Mariano Rajoy hizo una labor impagable para evitar el rescate financiero, y con ello el hachazo al sector público y a las pensiones, y esto es algo que con el paso del tiempo la sociedad española tendrá que reconocerle, eso sí, años después de que lo haga Europa y el Mundo. Escamotearle la generosidad de ese tributo al ex presidente del Gobierno, en medio de esa España convulsa en la que las palabras Concordia y Consenso son ya una quimera, y lanzarle a la cara la presunta división en tres de la derecha política, es de un trazo tan grueso como creer que los diez millones de votantes que forman parte de la base social del Partido Popular caben en ese autobús de #HazteOir, el de las vulvas, que recorría las calles de Madrid hace unos pocos meses.

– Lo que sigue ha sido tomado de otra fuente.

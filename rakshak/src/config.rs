//! Mission tuning parameters.

use serde::{Deserialize, Serialize};

use crate::core::Heading;
use crate::error::ConfigError;

/// Exploration configuration
#[derive(Clone, Debug, PartialEq, Eq, Serialize, Deserialize)]
pub struct ExplorationConfig {
    /// Order in which neighbours are tried at every cell (default: N, E, S, W)
    #[serde(default = "default_search_order")]
    pub search_order: [Heading; 4],
}

impl Default for ExplorationConfig {
    fn default() -> Self {
        Self {
            search_order: default_search_order(),
        }
    }
}

impl ExplorationConfig {
    /// Check that every heading appears exactly once in the search order.
    pub fn validate(&self) -> Result<(), ConfigError> {
        let mut seen = [false; 4];
        for heading in self.search_order {
            if std::mem::replace(&mut seen[heading.index()], true) {
                let listed: Vec<String> = self.search_order.iter().map(|h| h.to_string()).collect();
                return Err(ConfigError::InvalidSearchOrder(listed.join(", ")));
            }
        }
        Ok(())
    }
}

fn default_search_order() -> [Heading; 4] {
    Heading::ALL
}
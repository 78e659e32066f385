//! Rakshak - maze rescue robot batch runner
//!
//! Loads maze files, runs one rescue mission per maze, animates each mission
//! in the terminal and saves every mission log as CSV.
//!
//! ## Usage
//!
//! ```text
//! rakshak                          # every *.txt in labirintos/
//! rakshak mazes/a.txt mazes/b.txt  # explicit maze files
//! rakshak --no-display --log-dir out
//! ```
//!
//! Exit status is non-zero when any mission failed.

mod batch;
mod config;
mod error;
mod report;
mod viewer;

use std::path::PathBuf;
use std::process::ExitCode;

use clap::Parser;
use log::{error, info};

use crate::batch::BatchRunner;
use crate::config::{DEFAULT_CONFIG_PATH, RakshakConfig};
use crate::error::Result;

/// Maze rescue robot batch runner
#[derive(Parser, Debug)]
#[command(author, version, about, long_about = None)]
struct Args {
    /// Maze files to run (default: configured mazes, or every *.txt in the maze directory)
    mazes: Vec<PathBuf>,

    /// Configuration file path
    #[arg(short, long, default_value = DEFAULT_CONFIG_PATH)]
    config: PathBuf,

    /// Directory holding maze files
    #[arg(long)]
    maze_dir: Option<PathBuf>,

    /// Directory receiving CSV mission logs
    #[arg(long)]
    log_dir: Option<PathBuf>,

    /// Do not animate missions in the terminal
    #[arg(long)]
    no_display: bool,

    /// Pause after each frame in milliseconds
    #[arg(long)]
    delay_ms: Option<u64>,

    /// Log filter when RUST_LOG is unset (trace, debug, info, warn, error)
    #[arg(long)]
    log_level: Option<String>,
}

impl Args {
    /// Apply command line overrides on top of the file configuration.
    fn apply(&self, config: &mut RakshakConfig) {
        if let Some(dir) = &self.maze_dir {
            config.batch.maze_dir = dir.clone();
        }
        if let Some(dir) = &self.log_dir {
            config.batch.log_dir = dir.clone();
        }
        if self.no_display {
            config.display.enabled = false;
        }
        if let Some(delay) = self.delay_ms {
            config.display.step_delay_ms = delay;
        }
        if let Some(level) = &self.log_level {
            config.display.log_level = level.clone();
        }
    }
}

fn init_logging(level: &str) {
    env_logger::Builder::from_env(env_logger::Env::default().default_filter_or(level)).init();
}

fn main() -> ExitCode {
    let args = Args::parse();

    let (config, source) = match RakshakConfig::load_or_default(&args.config) {
        Ok((mut config, source)) => {
            args.apply(&mut config);
            (config, source)
        }
        Err(e) => {
            init_logging(args.log_level.as_deref().unwrap_or("info"));
            error!("Failed to load {}: {}", args.config.display(), e);
            return ExitCode::FAILURE;
        }
    };
    init_logging(&config.display.log_level);
    info!("Configuration: {}", source);

    match run(config, &args.mazes) {
        Ok(true) => ExitCode::SUCCESS,
        Ok(false) => ExitCode::FAILURE,
        Err(e) => {
            error!("{}", e);
            ExitCode::FAILURE
        }
    }
}

/// Run the batch. Returns whether every mission succeeded.
fn run(config: RakshakConfig, explicit: &[PathBuf]) -> Result<bool> {
    info!("Rakshak v{}", env!("CARGO_PKG_VERSION"));

    let runner = BatchRunner::new(config)?;
    runner.prepare_dirs()?;
    let mazes = runner.discover(explicit)?;
    if mazes.is_empty() {
        info!(
            "No mazes found in {}",
            runner.config().batch.maze_dir.display()
        );
        return Ok(true);
    }

    let results = runner.run(&mazes);
    let failed = results.iter().filter(|r| r.is_failure()).count();

    println!();
    for result in &results {
        println!("[{}] {}", result.id, result.summary());
    }
    println!(
        "{} of {} mission(s) failed, logs in {}",
        failed,
        results.len(),
        runner.config().batch.log_dir.display()
    );

    Ok(failed == 0)
}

En el censo poblacional, al otro lado de la izquierda plurinacional de Podemos, Sánchez y Rufián, caben muchas sensibilidades, y alentar la esperanza de un nuevo Blas Piñar, como ambiciona la Televisión Pública de Rosa María Mateo, es un guiño burdo a una foto fija que ya pasó a la historia, y que algunos deben echar de menos para provecho propio. Ya dice un proverbio ruso que añorar el pasado es correr tras el viento, y hay quizás quienes pretendan correr tras un pasado que en la España constitucional de hoy no tiene cabida, salvo que lo que se busque es enhebrar una estrategia de laboratorio, al albur de lo sucedido en Brasil con Bolsonaro o en Italia con Salvini. La excusa perfecta para partir a un Partido Popular, o intentarlo al menos, tan firme en su vocación europeísta, como en su convicción de la unidad de España.